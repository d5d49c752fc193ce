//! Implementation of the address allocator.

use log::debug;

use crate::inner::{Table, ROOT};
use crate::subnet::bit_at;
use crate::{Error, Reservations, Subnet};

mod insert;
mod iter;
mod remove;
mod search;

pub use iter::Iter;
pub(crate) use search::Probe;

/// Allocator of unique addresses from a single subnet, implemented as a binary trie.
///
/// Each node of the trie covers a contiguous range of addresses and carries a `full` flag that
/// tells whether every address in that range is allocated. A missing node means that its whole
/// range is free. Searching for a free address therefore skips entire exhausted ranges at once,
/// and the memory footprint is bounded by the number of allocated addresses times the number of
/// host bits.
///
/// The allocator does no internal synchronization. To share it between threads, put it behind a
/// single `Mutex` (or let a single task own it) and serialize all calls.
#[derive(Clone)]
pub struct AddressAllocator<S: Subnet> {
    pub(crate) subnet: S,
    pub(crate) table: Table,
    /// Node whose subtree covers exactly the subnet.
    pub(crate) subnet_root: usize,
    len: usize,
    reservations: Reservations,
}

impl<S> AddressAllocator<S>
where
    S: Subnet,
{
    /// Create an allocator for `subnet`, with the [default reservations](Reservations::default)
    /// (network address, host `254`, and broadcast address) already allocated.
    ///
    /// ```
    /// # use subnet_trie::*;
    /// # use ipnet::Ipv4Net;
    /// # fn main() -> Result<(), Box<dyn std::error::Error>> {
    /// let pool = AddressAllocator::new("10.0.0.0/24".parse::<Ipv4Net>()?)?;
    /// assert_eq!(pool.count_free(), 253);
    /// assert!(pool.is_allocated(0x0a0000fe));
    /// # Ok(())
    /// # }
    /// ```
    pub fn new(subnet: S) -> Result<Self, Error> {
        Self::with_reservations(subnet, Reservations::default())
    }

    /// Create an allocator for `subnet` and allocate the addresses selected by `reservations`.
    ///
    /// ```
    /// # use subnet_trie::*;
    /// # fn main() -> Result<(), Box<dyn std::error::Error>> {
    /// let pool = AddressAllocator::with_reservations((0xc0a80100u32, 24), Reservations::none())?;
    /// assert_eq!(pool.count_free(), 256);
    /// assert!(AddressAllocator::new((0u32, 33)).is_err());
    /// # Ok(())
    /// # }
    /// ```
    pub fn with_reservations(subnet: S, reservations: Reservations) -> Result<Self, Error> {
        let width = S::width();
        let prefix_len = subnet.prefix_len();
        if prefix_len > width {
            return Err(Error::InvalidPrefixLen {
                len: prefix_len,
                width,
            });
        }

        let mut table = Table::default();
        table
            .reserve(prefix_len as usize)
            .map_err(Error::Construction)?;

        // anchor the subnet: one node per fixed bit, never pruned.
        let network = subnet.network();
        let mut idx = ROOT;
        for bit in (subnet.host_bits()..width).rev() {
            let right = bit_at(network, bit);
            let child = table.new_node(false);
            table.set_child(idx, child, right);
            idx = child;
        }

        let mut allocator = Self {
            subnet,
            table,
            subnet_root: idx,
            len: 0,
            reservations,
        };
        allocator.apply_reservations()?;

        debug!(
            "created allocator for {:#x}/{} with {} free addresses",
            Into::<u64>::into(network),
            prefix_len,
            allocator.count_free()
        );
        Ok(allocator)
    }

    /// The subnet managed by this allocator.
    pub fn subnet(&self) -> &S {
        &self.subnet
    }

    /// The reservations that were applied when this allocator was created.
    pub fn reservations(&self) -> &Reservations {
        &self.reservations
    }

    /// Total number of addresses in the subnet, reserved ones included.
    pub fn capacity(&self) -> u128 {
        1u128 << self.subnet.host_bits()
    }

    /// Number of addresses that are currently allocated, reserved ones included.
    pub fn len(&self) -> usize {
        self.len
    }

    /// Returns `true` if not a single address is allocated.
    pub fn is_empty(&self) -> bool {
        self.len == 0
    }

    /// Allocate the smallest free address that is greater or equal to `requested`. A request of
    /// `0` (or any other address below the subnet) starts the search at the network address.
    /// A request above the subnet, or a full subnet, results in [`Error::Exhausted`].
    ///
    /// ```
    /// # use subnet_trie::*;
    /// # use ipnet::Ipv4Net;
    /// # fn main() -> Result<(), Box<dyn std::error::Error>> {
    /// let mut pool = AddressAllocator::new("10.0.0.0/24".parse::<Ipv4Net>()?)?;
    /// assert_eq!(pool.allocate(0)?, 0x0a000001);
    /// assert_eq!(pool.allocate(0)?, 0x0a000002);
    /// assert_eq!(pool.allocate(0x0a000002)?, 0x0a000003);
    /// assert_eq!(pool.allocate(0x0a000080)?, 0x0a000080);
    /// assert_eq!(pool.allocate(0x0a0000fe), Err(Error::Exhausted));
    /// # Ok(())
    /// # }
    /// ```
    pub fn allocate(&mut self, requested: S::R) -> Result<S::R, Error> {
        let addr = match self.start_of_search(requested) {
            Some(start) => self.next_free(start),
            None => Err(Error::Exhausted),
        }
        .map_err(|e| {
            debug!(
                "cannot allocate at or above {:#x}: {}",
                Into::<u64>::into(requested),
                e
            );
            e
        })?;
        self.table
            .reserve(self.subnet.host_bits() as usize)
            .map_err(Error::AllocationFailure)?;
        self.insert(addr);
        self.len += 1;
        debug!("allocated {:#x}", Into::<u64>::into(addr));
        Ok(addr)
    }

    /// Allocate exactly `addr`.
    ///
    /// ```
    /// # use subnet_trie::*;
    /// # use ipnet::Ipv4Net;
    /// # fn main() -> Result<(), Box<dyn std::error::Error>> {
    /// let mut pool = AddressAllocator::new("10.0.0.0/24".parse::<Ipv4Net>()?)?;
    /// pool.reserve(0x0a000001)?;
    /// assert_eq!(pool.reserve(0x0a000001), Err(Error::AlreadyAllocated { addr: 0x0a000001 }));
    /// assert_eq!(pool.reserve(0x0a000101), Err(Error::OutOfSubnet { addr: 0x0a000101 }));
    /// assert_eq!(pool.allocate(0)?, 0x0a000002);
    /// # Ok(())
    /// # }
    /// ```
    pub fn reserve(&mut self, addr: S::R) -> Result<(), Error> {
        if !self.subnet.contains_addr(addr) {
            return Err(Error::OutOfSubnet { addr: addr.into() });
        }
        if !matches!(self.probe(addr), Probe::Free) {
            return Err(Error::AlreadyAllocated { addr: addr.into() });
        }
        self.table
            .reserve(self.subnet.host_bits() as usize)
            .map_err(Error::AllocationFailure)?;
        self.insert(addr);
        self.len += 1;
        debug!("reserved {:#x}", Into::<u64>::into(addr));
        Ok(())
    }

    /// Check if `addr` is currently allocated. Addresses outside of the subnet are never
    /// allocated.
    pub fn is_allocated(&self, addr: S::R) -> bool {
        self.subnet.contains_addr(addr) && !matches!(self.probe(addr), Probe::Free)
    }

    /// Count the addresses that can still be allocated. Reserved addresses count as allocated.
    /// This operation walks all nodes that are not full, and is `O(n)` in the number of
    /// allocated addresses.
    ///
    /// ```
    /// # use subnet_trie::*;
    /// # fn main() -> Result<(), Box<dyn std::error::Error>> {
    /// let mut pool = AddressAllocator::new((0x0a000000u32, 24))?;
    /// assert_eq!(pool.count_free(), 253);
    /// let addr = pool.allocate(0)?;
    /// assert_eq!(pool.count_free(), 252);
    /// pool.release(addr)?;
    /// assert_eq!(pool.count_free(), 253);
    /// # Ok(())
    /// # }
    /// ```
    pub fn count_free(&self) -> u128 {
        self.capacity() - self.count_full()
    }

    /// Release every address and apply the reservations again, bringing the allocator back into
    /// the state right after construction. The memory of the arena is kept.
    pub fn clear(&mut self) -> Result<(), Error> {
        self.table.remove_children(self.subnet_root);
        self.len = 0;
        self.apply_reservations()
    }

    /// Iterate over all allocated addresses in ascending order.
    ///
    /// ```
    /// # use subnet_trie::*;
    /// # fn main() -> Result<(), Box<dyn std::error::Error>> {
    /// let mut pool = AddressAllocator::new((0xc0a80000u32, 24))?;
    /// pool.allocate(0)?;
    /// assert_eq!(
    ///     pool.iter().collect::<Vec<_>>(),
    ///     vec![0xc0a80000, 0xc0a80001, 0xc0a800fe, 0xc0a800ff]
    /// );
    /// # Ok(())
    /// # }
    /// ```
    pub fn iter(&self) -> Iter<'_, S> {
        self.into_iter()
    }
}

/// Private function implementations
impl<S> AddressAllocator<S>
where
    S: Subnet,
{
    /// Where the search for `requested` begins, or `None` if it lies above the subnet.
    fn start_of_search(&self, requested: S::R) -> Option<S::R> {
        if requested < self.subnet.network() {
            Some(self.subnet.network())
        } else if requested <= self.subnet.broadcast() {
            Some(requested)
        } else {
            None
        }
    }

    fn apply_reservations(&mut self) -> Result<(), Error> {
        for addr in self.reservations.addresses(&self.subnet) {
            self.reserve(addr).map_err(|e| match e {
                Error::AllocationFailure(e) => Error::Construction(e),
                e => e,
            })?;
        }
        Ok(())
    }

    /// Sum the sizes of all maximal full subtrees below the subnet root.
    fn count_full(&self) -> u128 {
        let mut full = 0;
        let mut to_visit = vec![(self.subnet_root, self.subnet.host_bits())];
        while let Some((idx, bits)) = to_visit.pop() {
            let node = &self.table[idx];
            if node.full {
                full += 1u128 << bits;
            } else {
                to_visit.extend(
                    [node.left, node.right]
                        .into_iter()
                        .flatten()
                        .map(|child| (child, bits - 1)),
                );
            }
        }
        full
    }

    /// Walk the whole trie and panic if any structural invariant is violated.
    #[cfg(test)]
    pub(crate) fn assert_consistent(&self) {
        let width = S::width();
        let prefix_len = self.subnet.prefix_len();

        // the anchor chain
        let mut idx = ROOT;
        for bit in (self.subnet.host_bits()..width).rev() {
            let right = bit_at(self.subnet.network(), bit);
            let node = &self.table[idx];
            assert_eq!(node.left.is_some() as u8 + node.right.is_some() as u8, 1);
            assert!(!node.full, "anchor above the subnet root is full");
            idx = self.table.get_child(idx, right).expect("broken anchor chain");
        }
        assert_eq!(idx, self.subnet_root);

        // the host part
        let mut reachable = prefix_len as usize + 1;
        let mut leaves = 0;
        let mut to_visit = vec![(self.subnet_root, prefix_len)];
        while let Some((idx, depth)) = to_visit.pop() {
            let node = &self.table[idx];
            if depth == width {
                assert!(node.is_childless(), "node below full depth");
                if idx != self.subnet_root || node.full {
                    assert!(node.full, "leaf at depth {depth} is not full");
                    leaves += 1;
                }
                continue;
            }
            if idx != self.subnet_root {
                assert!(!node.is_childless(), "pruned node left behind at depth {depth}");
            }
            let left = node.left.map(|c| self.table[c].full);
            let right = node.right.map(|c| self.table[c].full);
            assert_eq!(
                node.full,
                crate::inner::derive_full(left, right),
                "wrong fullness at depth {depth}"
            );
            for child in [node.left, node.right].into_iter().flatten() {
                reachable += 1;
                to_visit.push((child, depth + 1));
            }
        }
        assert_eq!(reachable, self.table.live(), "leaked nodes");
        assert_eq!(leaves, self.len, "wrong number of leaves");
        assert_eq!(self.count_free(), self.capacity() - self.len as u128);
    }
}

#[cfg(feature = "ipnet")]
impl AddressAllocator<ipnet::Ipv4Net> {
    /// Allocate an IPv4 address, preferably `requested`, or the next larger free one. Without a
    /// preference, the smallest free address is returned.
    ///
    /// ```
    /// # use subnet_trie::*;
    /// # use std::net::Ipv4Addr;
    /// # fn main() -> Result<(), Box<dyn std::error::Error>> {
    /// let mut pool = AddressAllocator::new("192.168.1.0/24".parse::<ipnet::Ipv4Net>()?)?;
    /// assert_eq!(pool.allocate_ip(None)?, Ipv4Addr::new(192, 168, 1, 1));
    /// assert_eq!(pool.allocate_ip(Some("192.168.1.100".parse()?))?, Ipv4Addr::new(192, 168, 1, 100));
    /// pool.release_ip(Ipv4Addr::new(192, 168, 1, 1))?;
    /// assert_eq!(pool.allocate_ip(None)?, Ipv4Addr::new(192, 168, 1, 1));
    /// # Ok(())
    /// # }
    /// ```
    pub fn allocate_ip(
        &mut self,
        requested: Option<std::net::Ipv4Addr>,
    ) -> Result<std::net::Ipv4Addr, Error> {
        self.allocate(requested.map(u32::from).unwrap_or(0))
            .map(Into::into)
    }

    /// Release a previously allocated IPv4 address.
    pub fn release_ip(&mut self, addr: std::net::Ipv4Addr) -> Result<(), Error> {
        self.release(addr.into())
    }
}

# # # # #

**EXERCISE GOAL**
Output the material above exactly, but only from the line that carries "else if requested" through the line that carries "for addr in".

**EXERCISE SOLUTION**
        } else if requested <= self.subnet.broadcast() {
            Some(requested)
        } else {
            None
        }
    }

    fn apply_reservations(&mut self) -> Result<(), Error> {
        for addr in self.reservations.addresses(&self.subnet) {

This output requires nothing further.